Much ado was made about the “Seeds of Hope,” Brazil’s effort to offset the environmental impacts of hosting the 2016 Olympic Games. Eleven thousand athletes proceeded with seeds of Brazilian trees in a symbolic representation of the 24 million trees that would eventually be planted. As yet, those 24 million trees are still only symbolic, and, on top of that, many of the 12,000 trees already planted in Olympic Park for the games are already dying from lack of care.

Roughly 2.2 million acres of Canadian forests have burned this fire season, sending smoke into the Arctic. “Never mind the upcoming total solar eclipse — in some places, the smoke is so thick it could turn day into night,” says Mike Fromm from the U.S. Naval Research Laboratory. NASA claims that the smoke has set a record for its thickness.

Konrad Tomaszewski, chief forester of Poland, called the storms “undoubtedly the worst disaster in the history of Polish – and perhaps even European – forestry.” These are not the forests that Poland has recently been criticized by the EU for planning to log them. The future of Poland’s forests looks pretty grim.
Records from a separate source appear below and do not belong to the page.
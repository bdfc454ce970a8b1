//! Picking one element out of several DOM matches.
//!
//! A selector often matches more than one node: a hidden template copy, a
//! desktop and a mobile variant of the same button, a disabled duplicate.
//! The helpers here probe every match once and choose the first one, in
//! document order, that passes a [`VisibilityFilter`].

use serde::{Deserialize, Serialize};

use crate::error::{Error, Result};

/// Observed state of one DOM match.
#[derive(Debug, Clone, Copy, Default, PartialEq, Eq, Serialize, Deserialize)]
#[serde(rename_all = "camelCase")]
pub struct ElementState {
    /// Non-empty box, not `visibility: hidden`, not `display: none`.
    pub visible: bool,
    /// Box intersects the current viewport.
    pub in_viewport: bool,
    /// Accepts text input: not read-only, not disabled.
    pub editable: bool,
    pub enabled: bool,
}

impl ElementState {
    pub fn visible() -> Self {
        Self {
            visible: true,
            in_viewport: true,
            editable: true,
            enabled: true,
        }
    }

    pub fn hidden() -> Self {
        Self {
            visible: false,
            in_viewport: false,
            editable: true,
            enabled: true,
        }
    }

    pub fn with_in_viewport(mut self, in_viewport: bool) -> Self {
        self.in_viewport = in_viewport;
        self
    }

    pub fn with_editable(mut self, editable: bool) -> Self {
        self.editable = editable;
        self
    }

    pub fn with_enabled(mut self, enabled: bool) -> Self {
        self.enabled = enabled;
        self
    }
}

/// Predicate applied to each match. Visibility is always required.
#[derive(Debug, Clone, Copy, Default, PartialEq, Eq)]
pub struct VisibilityFilter {
    pub in_viewport: bool,
    pub editable: bool,
    pub enabled: bool,
}

impl VisibilityFilter {
    pub fn visible() -> Self {
        Self::default()
    }

    pub fn in_viewport(mut self) -> Self {
        self.in_viewport = true;
        self
    }

    pub fn editable(mut self) -> Self {
        self.editable = true;
        self
    }

    pub fn enabled(mut self) -> Self {
        self.enabled = true;
        self
    }

    pub fn accepts(&self, state: &ElementState) -> bool {
        state.visible
            && (!self.in_viewport || state.in_viewport)
            && (!self.editable || state.editable)
            && (!self.enabled || state.enabled)
    }

    pub fn describe(&self) -> String {
        let mut parts = vec!["visible"];
        if self.in_viewport {
            parts.push("in-viewport");
        }
        if self.editable {
            parts.push("editable");
        }
        if self.enabled {
            parts.push("enabled");
        }
        parts.join("+")
    }
}

/// Index of the first state, in document order, accepted by `filter`.
pub fn first_match(states: &[ElementState], filter: &VisibilityFilter) -> Option<usize> {
    states.iter().position(|s| filter.accepts(s))
}

/// Reject selectors that can never match before sending them to the browser.
pub fn check_selector(selector: &str) -> Result<()> {
    if selector.trim().is_empty() {
        return Err(Error::InvalidSelector(selector.to_string()));
    }
    Ok(())
}

/// Script that evaluates to a JSON array of [`ElementState`], one per match of
/// `selector`, in document order.
pub fn probe_script(selector: &str) -> Result<String> {
    let selector_js = serde_json::to_string(selector)?;
    Ok(format!(
        r#"
        (() => {{
            const vw = window.innerWidth || document.documentElement.clientWidth;
            const vh = window.innerHeight || document.documentElement.clientHeight;
            return Array.from(document.querySelectorAll({selector_js})).map(el => {{
                const rect = el.getBoundingClientRect();
                const style = window.getComputedStyle(el);
                const visible = rect.width > 0 && rect.height > 0
                    && style.visibility !== 'hidden'
                    && style.display !== 'none';
                const inViewport = visible
                    && rect.bottom > 0 && rect.right > 0
                    && rect.top < vh && rect.left < vw;
                const enabled = !el.disabled && !el.closest('fieldset[disabled]');
                const tag = el.tagName.toLowerCase();
                const textual = tag === 'textarea' || tag === 'select'
                    || (tag === 'input' && !['button', 'submit', 'reset', 'checkbox', 'radio', 'file', 'image', 'hidden'].includes(el.type))
                    || el.isContentEditable;
                const editable = enabled && textual && !el.readOnly;
                return {{ visible, inViewport, editable, enabled }};
            }});
        }})()
        "#
    ))
}

#[cfg(test)]
mod tests {
    use super::*;

    #[test]
    fn picks_the_only_visible_match() {
        let states = [ElementState::hidden(), ElementState::visible(), ElementState::hidden()];
        assert_eq!(first_match(&states, &VisibilityFilter::visible()), Some(1));
    }

    #[test]
    fn picks_first_in_document_order() {
        let states = [ElementState::hidden(), ElementState::visible(), ElementState::visible()];
        assert_eq!(first_match(&states, &VisibilityFilter::visible()), Some(1));
    }

    #[test]
    fn none_when_nothing_is_visible() {
        let states = [ElementState::hidden(), ElementState::hidden()];
        assert_eq!(first_match(&states, &VisibilityFilter::visible()), None);
        assert_eq!(first_match(&[], &VisibilityFilter::visible()), None);
    }

    #[test]
    fn viewport_and_editable_narrow_the_choice() {
        let states = [
            ElementState::visible().with_in_viewport(false),
            ElementState::visible().with_editable(false),
            ElementState::visible(),
        ];
        assert_eq!(first_match(&states, &VisibilityFilter::visible()), Some(0));
        assert_eq!(
            first_match(&states, &VisibilityFilter::visible().in_viewport()),
            Some(1)
        );
        assert_eq!(
            first_match(&states, &VisibilityFilter::visible().in_viewport().editable()),
            Some(2)
        );
    }

    #[test]
    fn disabled_elements_are_skipped_when_enabled_is_required() {
        let states = [ElementState::visible().with_enabled(false), ElementState::visible()];
        assert_eq!(first_match(&states, &VisibilityFilter::visible().enabled()), Some(1));
    }

    #[test]
    fn probe_state_deserialises_from_camel_case() {
        let json = r#"[{"visible":true,"inViewport":false,"editable":false,"enabled":true}]"#;
        let states: Vec<ElementState> = serde_json::from_str(json).unwrap();
        assert_eq!(states[0], ElementState::visible().with_in_viewport(false).with_editable(false));
    }

    #[test]
    fn probe_script_quotes_the_selector() {
        let script = probe_script(r#"a[title="it's"]"#).unwrap();
        assert!(script.contains(r#"querySelectorAll("a[title=\"it's\"]")"#));
    }

    #[test]
    fn blank_selector_is_rejected() {
        assert!(matches!(check_selector("  "), Err(Error::InvalidSelector(_))));
        assert!(check_selector("a.btn").is_ok());
    }

    #[test]
    fn filter_description_lists_requirements() {
        assert_eq!(VisibilityFilter::visible().describe(), "visible");
        assert_eq!(
            VisibilityFilter::visible().in_viewport().editable().describe(),
            "visible+in-viewport+editable"
        );
    }
}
The Asian long-horned beetle is closing in on Indiana, having already killed thousands of trees in Chicago and Cincinnati. Projects are such that the beetle could potentially wipe out as much as 20 percent of Indianapolis’ urban forests, given that the beetle targets elms, ash and maple. “One guy with the wrong firewood can move it anywhere in the state or the country,” says Megan Abraham.